Defining domains

Most of the database creation and update processes (sequence comparison, clustering, structure comparison etc.) are performed automatically. However, there are no automatic methods which are able to define structural domains accurately and consistently in all proteins. Multi-chain domains present an especially difficult problem for automatic methods. Thus, defining domains had to be carried out, in part, by eye or with reference to the literature. Sequence alignment of chains within a sequence family allows some domains to be defined automatically by similarity. As illustrated in Figure 6, also some of the automatic definitions have subsequently to be checked by eye. In order to simplify this process http-based client-server software to control creation, editing and updating of domain definitions in the database was developed.
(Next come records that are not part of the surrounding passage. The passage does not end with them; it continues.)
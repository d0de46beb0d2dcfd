//! File-backed authorization tokens for the photo-library accounts.
//!
//! Each account has its own token file (`token.json`, `token2.json`)
//! holding at least an `access_token`. Obtaining the token is done out of
//! band; this store only reads it and deletes it when the destination
//! reports it as invalid.

use std::path::{Path, PathBuf};

use async_trait::async_trait;
use secrecy::SecretString;
use serde::Deserialize;

use crate::error::UploadError;
use crate::executors::CredentialStore;
use crate::scheduler::{AccountSlot, Destination};

#[derive(Deserialize)]
struct TokenFile {
    access_token: Option<String>,
}

/// Token files in a directory.
#[derive(Debug, Clone)]
pub struct TokenStore {
    dir: PathBuf,
}

impl TokenStore {
    pub fn new(dir: impl Into<PathBuf>) -> Self {
        Self { dir: dir.into() }
    }

    pub fn token_path(&self, account: AccountSlot) -> PathBuf {
        let name = match account {
            AccountSlot::First => "token.json",
            AccountSlot::Second => "token2.json",
        };
        self.dir.join(name)
    }
}

async fn read_token(path: &Path) -> Result<Option<SecretString>, UploadError> {
    let raw = match tokio::fs::read_to_string(path).await {
        Ok(raw) => raw,
        Err(e) if e.kind() == std::io::ErrorKind::NotFound => return Ok(None),
        Err(e) => return Err(e.into()),
    };
    let parsed: TokenFile = serde_json::from_str(&raw)?;
    Ok(parsed
        .access_token
        .filter(|t| !t.trim().is_empty())
        .map(SecretString::from))
}

#[async_trait]
impl CredentialStore for TokenStore {
    async fn access_token(&self, account: AccountSlot) -> Result<Option<SecretString>, UploadError> {
        read_token(&self.token_path(account)).await
    }

    async fn invalidate(&self, destination: Destination) -> Result<(), UploadError> {
        let Destination::PhotoLibrary { account } = destination else {
            tracing::debug!(%destination, "No cached authorization to clear");
            return Ok(());
        };
        let path = self.token_path(account);
        match tokio::fs::remove_file(&path).await {
            Ok(()) => {
                tracing::warn!(path = %path.display(), "Deleted invalid authorization token");
                Ok(())
            }
            Err(e) if e.kind() == std::io::ErrorKind::NotFound => Ok(()),
            Err(e) => Err(e.into()),
        }
    }
}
Figure 6: Domain definition (domain I: red; domain II: green) for chain 1mela (top) of the single-domain antibody [Desmyter et al., 1996]. The definition was created automatically by sequence alignment with chain 1igch [Derrick and Wigley, 1994] from the same sequence family (bottom). As the amino acid residues of these immunoglobulin (Ig) molecules are dissimilar in one of the hypervariable regions and the template 1igch consists of two Ig domains, the sequences of 1mela and 1igch could not be aligned properly and the automatic domain definition failed. Instead of having two domains, the definition for 1mela should consist of a single domain.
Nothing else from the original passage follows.